But I used that car for running, too. I would find some place in between home and White Plains to park the car, get out, and run in an area I would not otherwise have gone to.  I ran the circumference of Roosevelt Island in the East River; I ran on the paths of Bronx and Westchester Parks; I ran the narrow streets of City Island, that seaside village that, surprisingly, is part of New York City. Except for that car and the running, I am not sure that I ever would have seen it and such places as Orchard Beach and Pelham Parkway and the dam up in Westchester, all spectacular places in their own ways.

 

(concluded November 2)

 

RELATED POST: https://ameliasdad.blog/?s=bridges

 

Snippets

Ads on a local radio station promoting civic engagement say that New York has among the lowest voter turnouts in the country. (It is not clear whether New York City or the state or both are being referred to.) At least part of the reason for that is the lack of truly contested elections. New York is electing its top state official, the governor. While this is nominally contested, the victor is already clear. Similarly, the state is electing a United States Senator, and that result also seems certain. In my House of Representatives district, the Republicans don’t even have someone on the ballot. Democrats in my district for the state senate and assembly are also unopposed. Only one candidate is listed for the Surrogate’s Court. I can vote for seven other judicial slots. In six of those “races,” the Republicans and Democrats have nominated the same candidate. There are, however, three proposals on the ballot. I don’t know how they will come out. On the other hand, I was not even aware of them until a week ago, and I am not sure that I understand them. Why vote?

 

I am going to vote, but it will be by absentee ballot. I have been supplied an envelope for my ballot. Where the stamps go, the envelope states that sufficient postage must be affixed and continues, “Inquire at the post office as to amount of postage necessary.” Couldn’t one person at the Board of Elections have figured out the necessary postage and stated it on the envelope instead of ordering the thousands, maybe tens of thousands, of us voting absentee to go individually to the post office?

 

I want legislation passed that all networks and local stations showing the same sport must use the same in-game graphics. ESPN has one set of graphics and FOX another and so on. I am tired of trying to decipher each one. I should, for example, only have to learn once how the count on a batter is displayed or how many yards for a first down. While they’re at it, please require that everything is big enough so that I can easily see it.

 

What does it mean that some people want secure borders but don’t care about secure elections?

 

An expression I heard for the first time. The man walking behind me answered his phone and told his caller where he was, which was a New York neighborhood with stately homes. After a pause, he said, “I was looking at a studio apartment.” Pause. “It was nice, but it was a boat cavity, but that’s New York.” Pause. “A boat cavity.” Pause. “It was all wood.”

 

News stories tell me about “early voting.” I am confused. I understand that I can be early for a movie, a dinner party, or a doctor’s appointment. That means I have arrived before the scheduled time, and I will have to wait for the movie, the dinner, or the doctor. But if I show up at the polls and am allowed to vote, how can I be early? I have arrived during the scheduled time for voting.

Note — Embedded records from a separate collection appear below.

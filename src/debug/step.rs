use super::info::AddressInfo;

//===========================================================================//

/// The kind of step requested by the debugger.
#[derive(Clone, Copy, Debug, Eq, Hash, PartialEq)]
pub enum StepKind {
    /// Stop as soon as execution leaves the current source line, entering
    /// subroutine calls.
    In,
    /// Stop once execution leaves the current source line at the same or a
    /// shallower call depth.
    Over,
    /// Stop once the current subroutine returns.
    Out,
    /// Run until the program counter reaches the given address.
    ToAddress(u16),
}

//===========================================================================//

/// Per-request stepping state.  Created when a step begins and discarded
/// when the engine reports that it stopped.
#[derive(Clone, Debug, Eq, PartialEq)]
pub struct RunFlags {
    kind: StepKind,
    start_depth: usize,
    start_line: Option<AddressInfo>,
    max_depth: usize,
    unmapped_steps: u64,
}

impl RunFlags {
    /// Begins a step of the given kind from the given call depth, inside the
    /// given source line (if the starting address maps to one).
    pub fn new(
        kind: StepKind,
        start_depth: usize,
        start_line: Option<AddressInfo>,
    ) -> RunFlags {
        RunFlags {
            kind,
            start_depth,
            start_line,
            max_depth: start_depth,
            unmapped_steps: 0,
        }
    }

    /// Returns the kind of step.
    pub fn kind(&self) -> StepKind {
        self.kind
    }

    /// Returns the call depth recorded when the step began.
    pub fn start_depth(&self) -> usize {
        self.start_depth
    }

    /// Returns the source line active when the step began.
    pub fn start_line(&self) -> Option<&AddressInfo> {
        self.start_line.as_ref()
    }

    /// Returns the deepest call depth observed during this step.
    pub fn max_depth(&self) -> usize {
        self.max_depth
    }

    /// Returns the address to run to, for [`StepKind::ToAddress`].
    pub fn stop_address(&self) -> Option<u16> {
        match self.kind {
            StepKind::ToAddress(addr) => Some(addr),
            _ => None,
        }
    }

    /// Returns true if `pc` lies outside the source line the step began in.
    pub fn left_start_line(&self, pc: u16) -> bool {
        self.start_line.as_ref().is_none_or(|line| !line.contains(pc))
    }

    /// Applies the step-kind policy after an instruction has executed.
    /// `depth` is the current call depth, or `None` when the backend cannot
    /// observe it (in which case depth conditions count as satisfied).  This
    /// says nothing about whether `pc` maps to a source line; the engine
    /// checks that separately.
    pub fn policy_satisfied(&mut self, pc: u16, depth: Option<usize>) -> bool {
        if let Some(depth) = depth {
            self.max_depth = self.max_depth.max(depth);
        }
        match self.kind {
            StepKind::In => self.left_start_line(pc),
            StepKind::Over => {
                depth.is_none_or(|depth| depth <= self.start_depth)
                    && self.left_start_line(pc)
            }
            StepKind::Out => match depth {
                None => true,
                Some(depth) => self.start_depth > 0 && depth < self.start_depth,
            },
            StepKind::ToAddress(addr) => pc == addr,
        }
    }

    /// Counts one more step that landed on an unmapped address, and returns
    /// true if that exceeds `budget`.
    pub fn note_unmapped_step(&mut self, budget: Option<u64>) -> bool {
        self.unmapped_steps += 1;
        budget.is_some_and(|budget| self.unmapped_steps > budget)
    }
}

//===========================================================================//


//===========================================================================//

The Play’s the (Limited) Thing (concluded)

The dramatist Elmer Rice thought that plays don’t have lasting power because they have to be produced, but he also thought they did not last because plays are written for a group audience, and this limits their quality. The author of a book seeks wide readership, but in an important sense that writer really composes for an audience of one, the solitary reader who can choose where and when to read.  That author has a freedom in determining at what level to pitch his writing. He can seek an audience of an academic, a trained professional, a serious reader, or pitch to a mass market. He can aim for literary or intellectual merit and have a chance of finding the right readership.

The dramatist’s audience, in contrast, requires a group of individuals assembled together at a particular time and place to experience the work together.  The socially indelicate or controversial book can be read in private, but a dramatic performance is public, which makes it subject to many forms of public scrutiny and influence that have little or nothing to do with drama as art. Furthermore, theater-going is generally not inexpensive and the audience is largely limited to the upper economic class. Rice thought that such audiences generally sought mere entertainment and were not particularly sophisticated, having on average, less understanding of the art they are perceiving than concert-goers, visitors to art exhibitions, or readers of serious books. “Rocketing costs have increased the professional theater’s dependence upon an audience that is likely to be better equipped with money than with taste.”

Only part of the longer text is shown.